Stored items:

// Licensed to the Apache Software Foundation (ASF) under one
// or more contributor license agreements.  See the NOTICE file
// distributed with this work for additional information
// regarding copyright ownership.  The ASF licenses this file
// to you under the Apache License, Version 2.0 (the
// "License"); you may not use this file except in compliance
// with the License.  You may obtain a copy of the License at
//
//   http://www.apache.org/licenses/LICENSE-2.0
//
// Unless required by applicable law or agreed to in writing,
// software distributed under the License is distributed on an
// "AS IS" BASIS, WITHOUT WARRANTIES OR CONDITIONS OF ANY
// KIND, either express or implied.  See the License for the
// specific language governing permissions and limitations
// under the License.

//! Decoder for the RLE/bit-packed hybrid encoding.
//!
//! The stream is a sequence of runs, each prefixed by a varint header:
//!
//! ```text
//! header & 1 == 0  =>  RLE run: header >> 1 copies of one value, stored
//!                      little-endian in ceil(bit_width / 8) bytes
//! header & 1 == 1  =>  bit-packed run: (header >> 1) * 8 values, packed
//!                      LSB-first at bit_width bits each
//! ```
//!
//! Runs continue until the input is exhausted or the caller has read enough
//! values. A declared bit-packed run may be cut short by the end of the
//! stream; the missing trailing values read as zero.

use bytes::Bytes;

use crate::errors::{ParquetError, Result};
use crate::util::bit_util::{BitReader, ceil};

/// Decoder for definition levels, repetition levels and dictionary indices.
pub(crate) struct RleDecoder {
    bit_width: u8,
    reader: Option<BitReader>,
    /// Values remaining in the current RLE run.
    rle_left: usize,
    /// The repeated value of the current RLE run.
    current_value: u32,
    /// Values remaining in the current bit-packed run.
    bit_packed_left: usize,
}

impl RleDecoder {
    pub(crate) fn new(bit_width: u8) -> Self {
        assert!(bit_width <= 32, "bit width {bit_width} out of range");
        Self {
            bit_width,
            reader: None,
            rle_left: 0,
            current_value: 0,
            bit_packed_left: 0,
        }
    }

    pub(crate) fn set_data(&mut self, data: Bytes) {
        self.reader = Some(BitReader::new(data));
        self.rle_left = 0;
        self.current_value = 0;
        self.bit_packed_left = 0;
    }

    /// Whole bytes consumed from the stream so far.
    pub(crate) fn consumed_bytes(&self) -> usize {
        self.reader.as_ref().map_or(0, |r| r.consumed_bytes())
    }

    /// Fill `buffer` with decoded values, returning how many were produced
    /// before the stream ran out.
    pub(crate) fn get_batch(&mut self, buffer: &mut [u32]) -> Result<usize> {
        let mut filled = 0;
        while filled < buffer.len() {
            if self.rle_left > 0 {
                let n = self.rle_left.min(buffer.len() - filled);
                buffer[filled..filled + n].fill(self.current_value);
                self.rle_left -= n;
                filled += n;
            } else if self.bit_packed_left > 0 {
                let reader = self
                    .reader
                    .as_mut()
                    .ok_or_else(|| internal_err!("RleDecoder has no data"))?;
                let n = self.bit_packed_left.min(buffer.len() - filled);
                for out in &mut buffer[filled..filled + n] {
                    // a truncated final run reads as zeros
                    *out = reader.get_value(self.bit_width as usize).unwrap_or(0) as u32;
                }
                self.bit_packed_left -= n;
                filled += n;
            } else if !self.reload()? {
                break;
            }
        }
        Ok(filled)
    }

    /// Skip `n` values, returning how many were actually skipped.
    pub(crate) fn skip(&mut self, n: usize) -> Result<usize> {
        let mut buffer = vec![0u32; n];
        self.get_batch(&mut buffer)
    }

    /// Start the next run. Returns false when the stream is exhausted.
    fn reload(&mut self) -> Result<bool> {
        let reader = self
            .reader
            .as_mut()
            .ok_or_else(|| internal_err!("RleDecoder has no data"))?;
        let Some(header) = reader.get_vlq_int() else {
            return Ok(false);
        };
        if header & 1 == 1 {
            self.bit_packed_left = ((header >> 1) * 8) as usize;
        } else {
            self.rle_left = (header >> 1) as usize;
            let value_bytes = ceil(self.bit_width as usize, 8);
            // a width of 0 reads no bytes and repeats zero
            match reader.get_aligned_bytes(value_bytes) {
                Some(bytes) => {
                    let mut value = [0u8; 4];
                    value[..bytes.len()].copy_from_slice(&bytes);
                    self.current_value = u32::from_le_bytes(value);
                }
                None => return Ok(false),
            }
        }
        Ok(true)
    }
}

Activity:
Whatever appears in the data above must be copied word for word.

Response:
// Licensed to the Apache Software Foundation (ASF) under one
// or more contributor license agreements.  See the NOTICE file
// distributed with this work for additional information
// regarding copyright ownership.  The ASF licenses this file
// to you under the Apache License, Version 2.0 (the
// "License"); you may not use this file except in compliance
// with the License.  You may obtain a copy of the License at
//
//   http://www.apache.org/licenses/LICENSE-2.0
//
// Unless required by applicable law or agreed to in writing,
// software distributed under the License is distributed on an
// "AS IS" BASIS, WITHOUT WARRANTIES OR CONDITIONS OF ANY
// KIND, either express or implied.  See the License for the
// specific language governing permissions and limitations
// under the License.

//! Decoder for the RLE/bit-packed hybrid encoding.
//!
//! The stream is a sequence of runs, each prefixed by a varint header:
//!
//! ```text
//! header & 1 == 0  =>  RLE run: header >> 1 copies of one value, stored
//!                      little-endian in ceil(bit_width / 8) bytes
//! header & 1 == 1  =>  bit-packed run: (header >> 1) * 8 values, packed
//!                      LSB-first at bit_width bits each
//! ```
//!
//! Runs continue until the input is exhausted or the caller has read enough
//! values. A declared bit-packed run may be cut short by the end of the
//! stream; the missing trailing values read as zero.

use bytes::Bytes;

use crate::errors::{ParquetError, Result};
use crate::util::bit_util::{BitReader, ceil};

/// Decoder for definition levels, repetition levels and dictionary indices.
pub(crate) struct RleDecoder {
    bit_width: u8,
    reader: Option<BitReader>,
    /// Values remaining in the current RLE run.
    rle_left: usize,
    /// The repeated value of the current RLE run.
    current_value: u32,
    /// Values remaining in the current bit-packed run.
    bit_packed_left: usize,
}

impl RleDecoder {
    pub(crate) fn new(bit_width: u8) -> Self {
        assert!(bit_width <= 32, "bit width {bit_width} out of range");
        Self {
            bit_width,
            reader: None,
            rle_left: 0,
            current_value: 0,
            bit_packed_left: 0,
        }
    }

    pub(crate) fn set_data(&mut self, data: Bytes) {
        self.reader = Some(BitReader::new(data));
        self.rle_left = 0;
        self.current_value = 0;
        self.bit_packed_left = 0;
    }

    /// Whole bytes consumed from the stream so far.
    pub(crate) fn consumed_bytes(&self) -> usize {
        self.reader.as_ref().map_or(0, |r| r.consumed_bytes())
    }

    /// Fill `buffer` with decoded values, returning how many were produced
    /// before the stream ran out.
    pub(crate) fn get_batch(&mut self, buffer: &mut [u32]) -> Result<usize> {
        let mut filled = 0;
        while filled < buffer.len() {
            if self.rle_left > 0 {
                let n = self.rle_left.min(buffer.len() - filled);
                buffer[filled..filled + n].fill(self.current_value);
                self.rle_left -= n;
                filled += n;
            } else if self.bit_packed_left > 0 {
                let reader = self
                    .reader
                    .as_mut()
                    .ok_or_else(|| internal_err!("RleDecoder has no data"))?;
                let n = self.bit_packed_left.min(buffer.len() - filled);
                for out in &mut buffer[filled..filled + n] {
                    // a truncated final run reads as zeros
                    *out = reader.get_value(self.bit_width as usize).unwrap_or(0) as u32;
                }
                self.bit_packed_left -= n;
                filled += n;
            } else if !self.reload()? {
                break;
            }
        }
        Ok(filled)
    }

    /// Skip `n` values, returning how many were actually skipped.
    pub(crate) fn skip(&mut self, n: usize) -> Result<usize> {
        let mut buffer = vec![0u32; n];
        self.get_batch(&mut buffer)
    }

    /// Start the next run. Returns false when the stream is exhausted.
    fn reload(&mut self) -> Result<bool> {
        let reader = self
            .reader
            .as_mut()
            .ok_or_else(|| internal_err!("RleDecoder has no data"))?;
        let Some(header) = reader.get_vlq_int() else {
            return Ok(false);
        };
        if header & 1 == 1 {
            self.bit_packed_left = ((header >> 1) * 8) as usize;
        } else {
            self.rle_left = (header >> 1) as usize;
            let value_bytes = ceil(self.bit_width as usize, 8);
            // a width of 0 reads no bytes and repeats zero
            match reader.get_aligned_bytes(value_bytes) {
                Some(bytes) => {
                    let mut value = [0u8; 4];
                    value[..bytes.len()].copy_from_slice(&bytes);
                    self.current_value = u32::from_le_bytes(value);
                }
                None => return Ok(false),
            }
        }
        Ok(true)
    }
}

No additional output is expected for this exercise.